De nouvelles communautés sont encore créées sous l’épiscopat de Mgr de La Villerabel. Comme la première à être créée par cet évêque, la dernière est placée sous le patronage de Saint-Joseph. Elle est située à Annemasse, dans un quartier ouvrier, où se trouve, comme à Chedde, une importante colonie italienne2360. La ville d’Annemasse2361 connaît un développement considérable dans l’entre-deux-guerres, sa population augmentant de 112 % entre 1911 et 1936. La paroisse Saint-André s’avère donc trop petite pour accueillir tous les fidèles, et il devient impérieux de penser à l’érection d’une nouvelle paroisse et à la construction d’un nouveau lieu de culte. En mai 1938, une chapelle provisoire est ouverte pour le culte2362, et l’abbé Chauplannaz, le curé-bâtisseur, loge dans un presbytère provisoire Clos Dupanloup. À cette même date, ce sont cent cinquante-cinq mille cent quatre-vingt-un francs2363 qui sont collectés pour la construction, mais à la fin de l’année, se pose toujours la question de « quand commencent les travaux »2364. La guerre ralentit le chantier, et la construction commence en 1941 pour se terminer en 1944. Appelé à la direction du grand séminaire, l’abbé Chauplannaz ne peut suivre la construction de l’église jusqu’à son terme. Soulignons que, faute de moyens nécessaires, le clocher prévu par l’architecte Dom Bellot ne peut être construit.

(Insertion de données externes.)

// SPDX-License-Identifier: Apache-2.0 OR MIT
// Copyright (c) 2025-2026 naskel.com

//! Per-connection supervisor.
//!
//! One supervisor per accepted TLS stream. It drives the framer, routes
//! command lines into the protocol state machine, and copies block bytes
//! into the staging sink. It is generic over the stream type so the whole
//! protocol can be exercised over in-memory duplex pipes in tests.
//!
//! Cleanup is structural: the session owns the staging record, whose temp
//! file guard unlinks itself on drop, so every exit path (QUIT, peer EOF,
//! TLS error, write failure, system error) releases the staging state.

use crate::server::framing::{FramingError, StreamFramer, MAX_LINE_LENGTH};
use crate::server::protocol::{self, Control, Session};
use crate::server::ServerContext;
use std::io;
use std::net::SocketAddr;
use std::sync::Arc;
use thiserror::Error;
use tokio::io::{AsyncRead, AsyncWrite, AsyncWriteExt};
use tracing::{debug, warn};

/// Connection error types.
#[derive(Debug, Error)]
pub enum ConnectionError {
    #[error("I/O error: {0}")]
    Io(#[from] io::Error),

    #[error(transparent)]
    Framing(#[from] FramingError),
}

/// Drives one client connection to completion.
pub struct ConnectionSupervisor<S> {
    stream: S,
    peer: SocketAddr,
    framer: StreamFramer,
    session: Session,
    ctx: Arc<ServerContext>,
}

impl<S: AsyncRead + AsyncWrite + Unpin> ConnectionSupervisor<S> {
    pub fn new(stream: S, peer: SocketAddr, ctx: Arc<ServerContext>) -> Self {
        Self {
            stream,
            peer,
            framer: StreamFramer::new(MAX_LINE_LENGTH),
            session: Session::new(),
            ctx,
        }
    }

    /// Run the connection until the peer disconnects or the protocol ends it.
    pub async fn run(mut self) -> Result<(), ConnectionError> {
        self.write_reply(protocol::GREETING).await?;

        loop {
            let mut line = match self.framer.next_line(&mut self.stream).await {
                Ok(Some(line)) => line,
                Ok(None) => {
                    debug!(peer = %self.peer, "peer closed connection");
                    break;
                }
                Err(FramingError::LineTooLong(limit)) => {
                    warn!(peer = %self.peer, limit, "over-long line, closing connection");
                    let _ = self.write_reply(protocol::REPLY_LINE_TOO_LONG).await;
                    break;
                }
                Err(e) => return Err(e.into()),
            };

            let step = self.session.handle_line(&self.ctx, &mut line).await;
            self.write_reply(step.reply).await?;

            match step.control {
                Control::Continue => {}
                Control::BeginBlock => self.receive_block().await?,
                Control::Quit => {
                    debug!(peer = %self.peer, "quit");
                    break;
                }
                Control::Disconnect => {
                    warn!(peer = %self.peer, "system error, disconnecting");
                    break;
                }
            }
        }

        Ok(())
    }

    /// Block mode: copy the announced byte count into the staging sink,
    /// then hand the stream back to the line reader.
    async fn receive_block(&mut self) -> Result<(), ConnectionError> {
        if let Some(staging) = self.session.staging_mut() {
            let (sink, remaining) = staging.block_io();
            self.framer
                .copy_block(&mut self.stream, sink, remaining)
                .await?;
        }

        self.write_reply(protocol::REPLY_BLOCK_RECEIVED).await?;
        self.session.block_complete();
        Ok(())
    }

    async fn write_reply(&mut self, reply: &str) -> io::Result<()> {
        self.stream.write_all(reply.as_bytes()).await?;
        self.stream.flush().await
    }
}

Arrivés au terme de cette présentation nous pouvons dresser un bilan. Les paroisses nouvelles sont érigées dans la seconde partie de l’épiscopat de Mgr de La Villerabel, c’est-à-dire à partir de 1929-1930, même si les travaux de l’église du Fayet débutent plus tôt. L’autorité épiscopale répond assez rapidement aux modifications de l’urbanisation en acceptant de revoir son découpage paroissial. Toutes ces constructions montrent une demande forte de la part des communautés, qui, parfois, sont à l’origine des demandes. Pour mener à bien tous ces projets, il est nécessaire d’avoir des fonds. Les diocésains sont très souvent sollicités puisqu’ils participent à dix chantiers en dix ans2365. La création de l’Association diocésaine en 1926 permet également de donner une nouvelle impulsion au mouvement de construction, en donnant la possibilité au diocèse d’avoir des fonds. La figure du curé-bâtisseur, hériter du XIXe siècle, vit là ses derniers instants, puisqu’elle ne survivra pas à la guerre, les constructions d’après 1945 ne se mèneront plus de la même façon. Nous pouvons également nous demander si ces constructions ne sont pas le signe d’un dynamisme du diocèse, mais surtout de l’influence de son évêque qui réorganise et tente de s’adapter au mieux aux exigences de son temps. Dans la plupart des cas, les édifices construits en béton innovent dans leurs décorations. Mgr de La Villerabel et la commission d’art sacré permettent ces innovations architecturales et décoratives. Cette acceptation n’est-elle pas également un signe de l’ouverture de l’autorité épiscopale. Ces constructions ne sont-elles pas la matérialisation de l’attachement de la population à sa religion, mais également la prise de conscience de l’importance d’avoir des lieux de culte afin de faire perdurer la foi ? Il n’y a pas uniquement la construction de l’église puisque c’est tout un ensemble qui se crée. Le début de la construction marque le point de naissance de toute une communauté appelée à perdurer, puisque c’est le presbytère qui est construit, avec ses salles réservées aux œuvres, mais également dans certains cas l’école. Donc, à la veille de la Seconde Guerre mondiale, le maillage paroissial semble terminé et montre un dynamisme certain. Nous pouvons également nous demander si ce dynamisme n’est pas en relation avec les œuvres de jeunesse qui reprennent une activité dès 1919, et qui connaissent au cours des années Trente un essor, presque leur « âge d’or ».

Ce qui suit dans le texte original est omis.